From then on, Tregub felt isolated but too invested to quit on the people she hired. But when she began looking into an investment fund that international donors had poured billions into, she says, that was apparently a bridge too far. In June 2017 she was dismissed from the ministry.

The ministry said it offered her the “position of the Head of Technical Assistance Division with the same responsibilities in the new Department” and “of the same category as Tregub held,” but she refused the offer. The statement also says there are many people from Abromavičius’s tenure who decided to stay and have been promoted to senior-level positions.

“The Ministry has offered Ms Tregub the possibility to continue working on the reform. Hence none of Ms Tregub’s allegations against the Ministry is [sic] true and the Ministry plans to continue to defend its position in the court,” the statement read.

Tregub said she never rejected the offer but was flat-out fired. Moreover, the position was to lead a unit that consists of three people versus the 30 people that were in her department. It was also four levels below her old rank, she says.

Victor Marchenko, a director in the ministry who came in with Abromavičius’s team, remembers Tregub as smart, ambitious, and “pushy,” which, he said, may have played well in the US but made her tenure at the ministry unsustainable.

“We were like 20 new people in the ministry and there were 1000 people in the ministry who are used to working under the old, bureaucratic conditions,” Marchenko said. “There was a lot of resistance from the old guard and you had to win them over one way or the other by your authority, experience, qualifications, your ideas or simply out-maneuvering them in terms of the bureaucratic process,” the latter a skill many of the new recruits lacked.

When she asked why she wasn’t able to lead another department, Tregub says she was told she lacked the proper security clearance — despite attempting several times to get that clearance and several of her fellow directors having no such issue transferring without one.

Today Tregub is working at Transparency International, in what she says are far better working conditions with much less stress. But that isn’t why she left her comfortable life in Washington.

Tregub is taking her case to court because she wants it to be known that what happened to her wasn’t fair, and she hopes to make it easier for other reform-minded people to do an honest day’s work without the threat of being fired.

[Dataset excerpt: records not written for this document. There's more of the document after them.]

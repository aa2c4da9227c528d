//! Text exports of a buffer set: Wavefront OBJ and a quantized snapshot
//! format for golden comparisons.

use std::fmt::Write as _;
use std::io;

use super::buffers::MeshBuffers;

const SNAPSHOT_QUANTIZE: f64 = 1e-6;
pub const SNAPSHOT_DECIMALS: usize = 6;

/// Writes `buffers` as an OBJ object named `name`.
///
/// Faces keep their quad/triangle arity and reference both vertex and UV
/// (`f v/vt ...`, 1-based), so the tube seam survives the round trip.
pub fn write_obj<W: io::Write>(w: &mut W, buffers: &MeshBuffers, name: &str) -> io::Result<()> {
    writeln!(w, "# branchlet-engine")?;
    writeln!(w, "o {name}")?;

    for p in buffers.positions() {
        writeln!(w, "v {} {} {}", p[0], p[1], p[2])?;
    }
    for uv in buffers.uvs() {
        writeln!(w, "vt {} {}", uv[0], uv[1])?;
    }

    let mut offset = 0usize;
    for &count in buffers.face_counts() {
        let count = count as usize;
        let range = offset..offset + count;
        let (Some(face), Some(face_uvs)) = (
            buffers.face_connects().get(range.clone()),
            buffers.uv_connects().get(range),
        ) else {
            return Err(io::Error::new(
                io::ErrorKind::InvalidData,
                "face counts exceed the index buffers",
            ));
        };

        write!(w, "f")?;
        for (v, vt) in face.iter().zip(face_uvs) {
            write!(w, " {}/{}", v + 1, vt + 1)?;
        }
        writeln!(w)?;
        offset += count;
    }

    Ok(())
}

fn quantize_f64(value: f64) -> f64 {
    if !value.is_finite() {
        return value;
    }
    let q = (value / SNAPSHOT_QUANTIZE).round() * SNAPSHOT_QUANTIZE;
    // Collapse -0.0 so mirrored rings print identically.
    if q == 0.0 { 0.0 } else { q }
}

fn write_f64(out: &mut String, value: f64) {
    let value = quantize_f64(value);
    let _ = write!(out, "{value:.SNAPSHOT_DECIMALS$}");
}

fn write_values_line(out: &mut String, prefix: &str, values: &[f64]) {
    out.push_str(prefix);
    for &value in values {
        out.push(' ');
        write_f64(out, value);
    }
    out.push('\n');
}

fn write_index_line(out: &mut String, prefix: &str, indices: &[u32]) {
    out.push_str(prefix);
    for index in indices {
        let _ = write!(out, " {index}");
    }
    out.push('\n');
}

/// Line-oriented, quantized dump of every buffer, stable across platforms.
#[must_use]
pub fn write_snapshot(op: &str, buffers: &MeshBuffers) -> String {
    let mut out = String::new();
    let _ = writeln!(out, "# branchlet-engine golden v1");
    let _ = writeln!(out, "op {op}");
    let _ = writeln!(out, "quantize {SNAPSHOT_QUANTIZE:.1e}");

    let _ = writeln!(out, "buffers.vertex_count {}", buffers.vertex_count());
    let _ = writeln!(out, "buffers.face_count {}", buffers.face_count());
    let _ = writeln!(out, "buffers.uv_count {}", buffers.uv_count());

    for p in buffers.positions() {
        write_values_line(&mut out, "p", p);
    }

    let mut offset = 0usize;
    for &count in buffers.face_counts() {
        let range = offset..offset + count as usize;
        if let (Some(face), Some(face_uvs)) = (
            buffers.face_connects().get(range.clone()),
            buffers.uv_connects().get(range),
        ) {
            write_index_line(&mut out, "f", face);
            write_index_line(&mut out, "fuv", face_uvs);
        }
        offset += count as usize;
    }

    for uv in buffers.uvs() {
        write_values_line(&mut out, "uv", uv);
    }

    out
}
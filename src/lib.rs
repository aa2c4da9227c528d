#![warn(clippy::all, clippy::pedantic)]
#![allow(clippy::module_name_repetitions)]

pub mod geom;

use std::fmt;

use geom::{BranchletDiagnostics, Branchlets, MeshBuffers, MeshExport, Point3, Segment, Vec3};
use wasm_bindgen::JsError;
use wasm_bindgen::prelude::*;

cfg_if::cfg_if! {
    if #[cfg(all(feature = "console_error_panic_hook", target_arch = "wasm32"))] {
        #[wasm_bindgen(start)]
        pub fn initialize() {
            console_error_panic_hook::set_once();
            init_logger();
        }
    } else {
        #[wasm_bindgen(start)]
        pub fn initialize() {
            // no-op fallback when panic hook is disabled
            init_logger();
        }
    }
}

#[cfg(feature = "debug_logs")]
fn init_logger() {
    use log::LevelFilter;
    use wasm_bindgen_console_logger::DEFAULT_LOGGER;
    if log::set_logger(&DEFAULT_LOGGER).is_ok() {
        log::set_max_level(LevelFilter::Debug);
    }
}

#[cfg(not(feature = "debug_logs"))]
fn init_logger() {
    // no-op fallback when debug logs are disabled
}

#[cfg(all(feature = "parallel", target_arch = "wasm32"))]
#[wasm_bindgen]
pub async fn initialize_parallel(worker_count: Option<u32>) -> Result<(), JsError> {
    let threads = worker_count
        .map(|count| count.max(1) as usize)
        .or_else(|| {
            std::thread::available_parallelism()
                .map(|value| value.get())
                .ok()
        })
        .unwrap_or(1);

    wasm_bindgen_rayon::init_thread_pool(threads)
        .await
        .map_err(|err| JsError::new(&format!("could not initialize rayon thread pool: {err}")))
}

#[macro_export]
macro_rules! debug_log {
    ($($t:tt)*) => {{
        #[cfg(feature = "debug_logs")]
        {
            #[cfg(target_arch = "wasm32")]
            {
                ::web_sys::console::log_1(&::wasm_bindgen::JsValue::from_str(&format!($($t)*)));
            }
            #[cfg(not(target_arch = "wasm32"))]
            {
                println!("{}", format!($($t)*));
            }
        }
    }};
}

/// Host-facing accumulator of branchlet geometry.
///
/// Construction never fails: an invalid side count is recorded as a warning and
/// every later call leaves the buffers empty.
#[wasm_bindgen]
pub struct BranchletEngine {
    sides: u32,
    branchlets: Option<Branchlets>,
    /// Engine-level warnings; build counts live on `branchlets`.
    diagnostics: BranchletDiagnostics,
}

#[wasm_bindgen]
impl BranchletEngine {
    #[wasm_bindgen(constructor)]
    pub fn new(sides: u32) -> BranchletEngine {
        let mut diagnostics = BranchletDiagnostics::new();
        let branchlets = match Branchlets::new(sides as usize) {
            Ok(branchlets) => Some(branchlets),
            Err(err) => {
                diagnostics.add_warning(err.to_string());
                None
            }
        };

        BranchletEngine {
            sides,
            branchlets,
            diagnostics,
        }
    }

    #[wasm_bindgen]
    pub fn sides(&self) -> u32 {
        self.sides
    }

    /// Appends one branchlet.
    ///
    /// `start` is `[x, y, z]`, `directions` packs one `[x, y, z]` triple per
    /// segment and `radii` holds one radius per segment.
    #[wasm_bindgen]
    pub fn add_branchlet(
        &mut self,
        start: &[f64],
        directions: &[f64],
        radii: &[f64],
        v_offset: f64,
    ) -> Result<(), JsValue> {
        let Some(branchlets) = self.branchlets.as_mut() else {
            let message = format!("ignoring branchlet: {} sides cannot be built", self.sides);
            debug_log!("{message}");
            self.diagnostics.add_warning(message);
            return Ok(());
        };

        let start = point_from_slice(start).map_err(|err| js_error(&err))?;
        let segments = segments_from_flat(directions, radii).map_err(|err| js_error(&err))?;
        branchlets
            .add_one(start, &segments, v_offset)
            .map_err(to_js_error)
    }

    #[wasm_bindgen]
    pub fn vertex_count(&self) -> usize {
        self.buffers().map_or(0, MeshBuffers::vertex_count)
    }

    #[wasm_bindgen]
    pub fn face_count(&self) -> usize {
        self.buffers().map_or(0, MeshBuffers::face_count)
    }

    #[wasm_bindgen]
    pub fn uv_count(&self) -> usize {
        self.buffers().map_or(0, MeshBuffers::uv_count)
    }

    /// Whether the host would accept the current buffers.
    #[wasm_bindgen]
    pub fn is_buildable(&self) -> bool {
        self.buffers().is_some_and(MeshBuffers::is_buildable)
    }

    #[wasm_bindgen]
    pub fn warnings(&self) -> Result<JsValue, JsValue> {
        serde_wasm_bindgen::to_value(&self.diagnostics().warnings)
            .map_err(|err| JsError::new(&err.to_string()).into())
    }

    #[wasm_bindgen]
    pub fn diagnostics_summary(&self) -> String {
        self.diagnostics().summary()
    }

    /// Serializes the hand-off buffers (`vertexCount`, `vertices`, `faceCounts`,
    /// `faceConnects`, `us`, `vs`, `uvConnects`).
    #[wasm_bindgen]
    pub fn get_mesh(&self) -> Result<JsValue, JsValue> {
        serde_wasm_bindgen::to_value(&self.mesh_export()).map_err(|err| JsError::new(&err.to_string()).into())
    }

    #[wasm_bindgen]
    pub fn get_obj(&self, name: &str) -> Result<String, JsValue> {
        let mut bytes = Vec::new();
        let empty = MeshBuffers::new();
        let buffers = self.buffers().unwrap_or(&empty);
        geom::write_obj(&mut bytes, buffers, name).map_err(to_js_error)?;
        String::from_utf8(bytes).map_err(to_js_error)
    }

    #[wasm_bindgen]
    pub fn clear(&mut self) {
        if let Some(branchlets) = self.branchlets.as_mut() {
            branchlets.clear();
        }
    }
}

impl BranchletEngine {
    fn buffers(&self) -> Option<&MeshBuffers> {
        self.branchlets.as_ref().map(Branchlets::buffers)
    }

    fn mesh_export(&self) -> MeshExport {
        self.buffers().map(MeshBuffers::to_export).unwrap_or_default()
    }

    /// Build diagnostics with the engine's own warnings merged in.
    #[must_use]
    pub fn diagnostics(&self) -> BranchletDiagnostics {
        let mut combined = self
            .branchlets
            .as_ref()
            .map(|b| b.diagnostics().clone())
            .unwrap_or_default();
        combined.merge(&self.diagnostics);
        combined
    }

    /// Warnings recorded so far, for native callers.
    #[must_use]
    pub fn warning_messages(&self) -> Vec<String> {
        self.diagnostics().warnings
    }
}

fn point_from_slice(values: &[f64]) -> Result<Point3, String> {
    match values {
        [x, y, z] => Ok(Point3::new(*x, *y, *z)),
        _ => Err(format!("start point needs 3 coordinates, got {}", values.len())),
    }
}

fn segments_from_flat(directions: &[f64], radii: &[f64]) -> Result<Vec<Segment>, String> {
    if directions.len() % 3 != 0 {
        return Err(format!(
            "directions length {} is not a multiple of 3",
            directions.len()
        ));
    }
    if directions.len() / 3 != radii.len() {
        return Err(format!(
            "{} directions but {} radii",
            directions.len() / 3,
            radii.len()
        ));
    }

    Ok(directions
        .chunks_exact(3)
        .zip(radii)
        .map(|(d, &radius)| Segment::new(Vec3::new(d[0], d[1], d[2]), radius))
        .collect())
}

fn to_js_error<E: fmt::Display>(error: E) -> JsValue {
    js_error(&error.to_string())
}

fn js_error(message: &str) -> JsValue {
    #[cfg(target_arch = "wasm32")]
    {
        JsError::new(message).into()
    }
    #[cfg(not(target_arch = "wasm32"))]
    {
        let _ = message;
        JsValue::NULL
    }
}
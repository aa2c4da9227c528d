//! The append-only buffer set handed to a mesh construction host.
//!
//! Layout matches the usual polygon-mesh creation contract: a vertex array,
//! a per-face corner count, flattened per-face vertex indices, a UV array and
//! flattened per-face UV indices sharing the face grouping.

use serde::Serialize;

use super::connectivity::{QUAD, TRIANGLE};

/// Hosts refuse to build meshes with this many vertices or fewer.
pub const MIN_BUILDABLE_VERTICES: usize = 2;

#[derive(Debug, Clone, PartialEq, Default)]
pub struct MeshBuffers {
    pub(crate) positions: Vec<[f64; 3]>,
    pub(crate) face_counts: Vec<u32>,
    pub(crate) face_connects: Vec<u32>,
    pub(crate) uvs: Vec<[f64; 2]>,
    pub(crate) uv_connects: Vec<u32>,
}

impl MeshBuffers {
    #[must_use]
    pub fn new() -> Self {
        Self::default()
    }

    #[must_use]
    pub fn positions(&self) -> &[[f64; 3]] {
        &self.positions
    }

    #[must_use]
    pub fn face_counts(&self) -> &[u32] {
        &self.face_counts
    }

    #[must_use]
    pub fn face_connects(&self) -> &[u32] {
        &self.face_connects
    }

    #[must_use]
    pub fn uvs(&self) -> &[[f64; 2]] {
        &self.uvs
    }

    #[must_use]
    pub fn uv_connects(&self) -> &[u32] {
        &self.uv_connects
    }

    #[must_use]
    pub fn vertex_count(&self) -> usize {
        self.positions.len()
    }

    #[must_use]
    pub fn face_count(&self) -> usize {
        self.face_counts.len()
    }

    #[must_use]
    pub fn uv_count(&self) -> usize {
        self.uvs.len()
    }

    #[must_use]
    pub fn is_empty(&self) -> bool {
        self.positions.is_empty() && self.face_counts.is_empty() && self.uvs.is_empty()
    }

    /// Whether a host would accept these buffers (more than two vertices).
    #[must_use]
    pub fn is_buildable(&self) -> bool {
        self.positions.len() > MIN_BUILDABLE_VERTICES
    }

    /// All `u` values, in UV order.
    #[must_use]
    pub fn us(&self) -> Vec<f64> {
        self.uvs.iter().map(|uv| uv[0]).collect()
    }

    /// All `v` values, in UV order.
    #[must_use]
    pub fn vs(&self) -> Vec<f64> {
        self.uvs.iter().map(|uv| uv[1]).collect()
    }

    /// Position buffer as `[x0, y0, z0, x1, ...]`.
    #[must_use]
    pub fn positions_flat(&self) -> &[f64] {
        self.positions.as_flattened()
    }

    /// UV buffer as `[u0, v0, u1, v1, ...]`.
    #[must_use]
    pub fn uvs_flat(&self) -> &[f64] {
        self.uvs.as_flattened()
    }

    pub fn clear(&mut self) {
        self.positions.clear();
        self.face_counts.clear();
        self.face_connects.clear();
        self.uvs.clear();
        self.uv_connects.clear();
    }

    /// Appends `other`, re-basing its vertex and UV indices past the current content.
    pub fn append(&mut self, other: &MeshBuffers) {
        let vertex_base = self.positions.len() as u32;
        let uv_base = self.uvs.len() as u32;

        self.positions.extend_from_slice(&other.positions);
        self.face_counts.extend_from_slice(&other.face_counts);
        self.face_connects
            .extend(other.face_connects.iter().map(|i| i + vertex_base));
        self.uvs.extend_from_slice(&other.uvs);
        self.uv_connects
            .extend(other.uv_connects.iter().map(|i| i + uv_base));
    }

    /// Splits every face into a triangle fan around its first corner.
    ///
    /// Returns a triangle list indexing `positions`, for hosts without polygon support.
    #[must_use]
    pub fn triangulate(&self) -> Vec<u32> {
        let triangle_count: usize = self
            .face_counts
            .iter()
            .map(|&c| (c as usize).saturating_sub(2))
            .sum();
        let mut indices = Vec::with_capacity(triangle_count * 3);

        let mut offset = 0usize;
        for &count in &self.face_counts {
            let count = count as usize;
            let Some(face) = self.face_connects.get(offset..offset + count) else {
                break;
            };
            for k in 1..count.saturating_sub(1) {
                indices.extend_from_slice(&[face[0], face[k], face[k + 1]]);
            }
            offset += count;
        }

        indices
    }

    pub fn validate(&self) -> Result<(), String> {
        let corner_total: usize = self.face_counts.iter().map(|&c| c as usize).sum();
        if corner_total != self.face_connects.len() {
            return Err("face counts do not sum to the face index count".to_string());
        }
        if corner_total != self.uv_connects.len() {
            return Err("face counts do not sum to the uv index count".to_string());
        }
        if self
            .face_counts
            .iter()
            .any(|&c| c != QUAD && c != TRIANGLE)
        {
            return Err("faces must be quads or triangles".to_string());
        }
        let vertex_count = self.positions.len() as u32;
        if self.face_connects.iter().any(|&i| i >= vertex_count) {
            return Err("buffers have out-of-bounds vertex indices".to_string());
        }
        let uv_count = self.uvs.len() as u32;
        if self.uv_connects.iter().any(|&i| i >= uv_count) {
            return Err("buffers have out-of-bounds uv indices".to_string());
        }
        if self.positions.iter().flatten().any(|c| !c.is_finite()) {
            return Err("buffers have invalid vertex coordinates (NaN/Inf)".to_string());
        }
        if self.uvs.iter().flatten().any(|c| !c.is_finite()) {
            return Err("buffers have invalid uv coordinates (NaN/Inf)".to_string());
        }
        Ok(())
    }

    /// Owned, serializable view in the host hand-off layout.
    #[must_use]
    pub fn to_export(&self) -> MeshExport {
        MeshExport {
            vertex_count: self.positions.len(),
            vertices: self.positions_flat().to_vec(),
            face_counts: self.face_counts.clone(),
            face_connects: self.face_connects.clone(),
            us: self.us(),
            vs: self.vs(),
            uv_connects: self.uv_connects.clone(),
        }
    }
}

#[derive(Debug, Clone, PartialEq, Default, Serialize)]
#[serde(rename_all = "camelCase")]
pub struct MeshExport {
    pub vertex_count: usize,
    pub vertices: Vec<f64>,
    pub face_counts: Vec<u32>,
    pub face_connects: Vec<u32>,
    pub us: Vec<f64>,
    pub vs: Vec<f64>,
    pub uv_connects: Vec<u32>,
}
//! Face connectivity for closed tubes and open strips.
//!
//! Every face lists its corners counter-clockwise starting from the lower-left
//! corner. All indices are offset by the vertex count captured before the
//! branchlet's vertices were appended, so several branchlets can share one
//! buffer set.

use super::buffers::MeshBuffers;

pub(crate) const QUAD: u32 = 4;
pub(crate) const TRIANGLE: u32 = 3;

/// `segment_count * sides` quads followed by `sides` cap triangles.
pub(crate) fn push_tube_face_counts(buffers: &mut MeshBuffers, segment_count: usize, sides: usize) {
    let counts = &mut buffers.face_counts;
    counts.reserve(segment_count * sides + sides);
    counts.extend(std::iter::repeat_n(QUAD, segment_count * sides));
    counts.extend(std::iter::repeat_n(TRIANGLE, sides));
}

pub(crate) fn push_tube_face_connects(
    buffers: &mut MeshBuffers,
    segment_count: usize,
    sides: usize,
    vertex_base: usize,
) {
    let connects = &mut buffers.face_connects;
    connects.reserve(segment_count * sides * 4 + sides * 3);

    for ring in 0..segment_count {
        let first = (ring * sides + vertex_base) as u32;
        let stride = sides as u32;

        for side in 0..sides as u32 {
            let lower_left = first + side;
            // The last face of a ring wraps back to the ring's first vertex.
            let lower_right = if side + 1 == stride { first } else { lower_left + 1 };
            connects.extend_from_slice(&[
                lower_left,
                lower_right,
                lower_right + stride,
                lower_left + stride,
            ]);
        }
    }

    let first = (segment_count * sides + vertex_base) as u32;
    let stride = sides as u32;
    let cap = first + stride;
    for side in 0..stride {
        let left = first + side;
        let right = if side + 1 == stride { first } else { left + 1 };
        connects.extend_from_slice(&[left, right, cap]);
    }
}

/// One quad per segment plus a single cap triangle.
pub(crate) fn push_strip_face_counts(buffers: &mut MeshBuffers, segment_count: usize) {
    let counts = &mut buffers.face_counts;
    counts.reserve(segment_count + 1);
    counts.extend(std::iter::repeat_n(QUAD, segment_count));
    counts.push(TRIANGLE);
}

pub(crate) fn push_strip_face_connects(buffers: &mut MeshBuffers, segment_count: usize, vertex_base: usize) {
    let connects = &mut buffers.face_connects;
    connects.reserve(segment_count * 4 + 3);

    for segment in 0..segment_count {
        let lower_left = (segment * 2 + vertex_base) as u32;
        connects.extend_from_slice(&[lower_left, lower_left + 1, lower_left + 3, lower_left + 2]);
    }

    let last = (segment_count * 2 + vertex_base) as u32;
    connects.extend_from_slice(&[last, last + 1, last + 2]);
}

“I want ministry officials who do not respect the law to realize that the government is not their personal sandbox, but an institution that belongs to the people and is accountable to the people,” she said. “Not just me, but many amazing professionals from my team worked hard for over 2 years to build a new system of foreign aid coordination in Ukraine. But those in power who care only about their private gain are willing to ruin all this work that has been done, even if it is detrimental to the national interest.”